■ ACTION ITEM
In the records below, find the line containing "return Err(err.into());". Restate it and all the lines after it exactly, and omit the rest.

[Stored data entries]
=-=-=-=-=
//! File-backed theme preference.

use std::fs;
use std::io::ErrorKind;
use std::path::{Path, PathBuf};
use std::sync::atomic::{AtomicU64, Ordering};

use serde::{Deserialize, Serialize};

use crate::domain::types::Theme;
use crate::repository::ThemeStore;
use crate::repository::errors::RepositoryResult;

static WRITE_SEQ: AtomicU64 = AtomicU64::new(0);

#[derive(Debug, Serialize, Deserialize)]
struct StoredPreferences {
    theme: String,
}

#[derive(Clone, Debug)]
pub struct FileThemeStore {
    path: PathBuf,
}

impl FileThemeStore {
    pub fn new(path: impl Into<PathBuf>) -> Self {
        Self { path: path.into() }
    }

    pub fn path(&self) -> &Path {
        &self.path
    }

    /// Sibling of the target, unique per write so concurrent saves never share it.
    fn temp_path(&self) -> PathBuf {
        let mut name = self.path.file_name().unwrap_or_default().to_os_string();
        name.push(format!(
            ".{}.{}.tmp",
            std::process::id(),
            WRITE_SEQ.fetch_add(1, Ordering::Relaxed)
        ));
        self.path.with_file_name(name)
    }
}

impl ThemeStore for FileThemeStore {
    fn load_theme(&self) -> RepositoryResult<Option<Theme>> {
        let contents = match fs::read_to_string(&self.path) {
            Ok(contents) => contents,
            Err(err) if err.kind() == ErrorKind::NotFound => return Ok(None),
            Err(err) => return Err(err.into()),
        };
        let stored: StoredPreferences = serde_json::from_str(&contents)?;
        Ok(Some(stored.theme.parse::<Theme>()?))
    }

    fn save_theme(&self, theme: Theme) -> RepositoryResult<()> {
        if let Some(parent) = self.path.parent().filter(|p| !p.as_os_str().is_empty()) {
            fs::create_dir_all(parent)?;
        }
        let contents = serde_json::to_string_pretty(&StoredPreferences {
            theme: theme.as_str().to_string(),
        })?;
        // readers see either the old file or the new one, never a partial write
        let temp = self.temp_path();
        fs::write(&temp, contents)?;
        if let Err(err) = fs::rename(&temp, &self.path) {
            let _ = fs::remove_file(&temp);
            return Err(err.into());
        }
        log::info!("Saved theme preference {theme} to {}", self.path.display());
        Ok(())
    }
}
=-=-=-=-=
■ WRITTEN RESPONSE
            return Err(err.into());
        }
        log::info!("Saved theme preference {theme} to {}", self.path.display());
        Ok(())
    }
}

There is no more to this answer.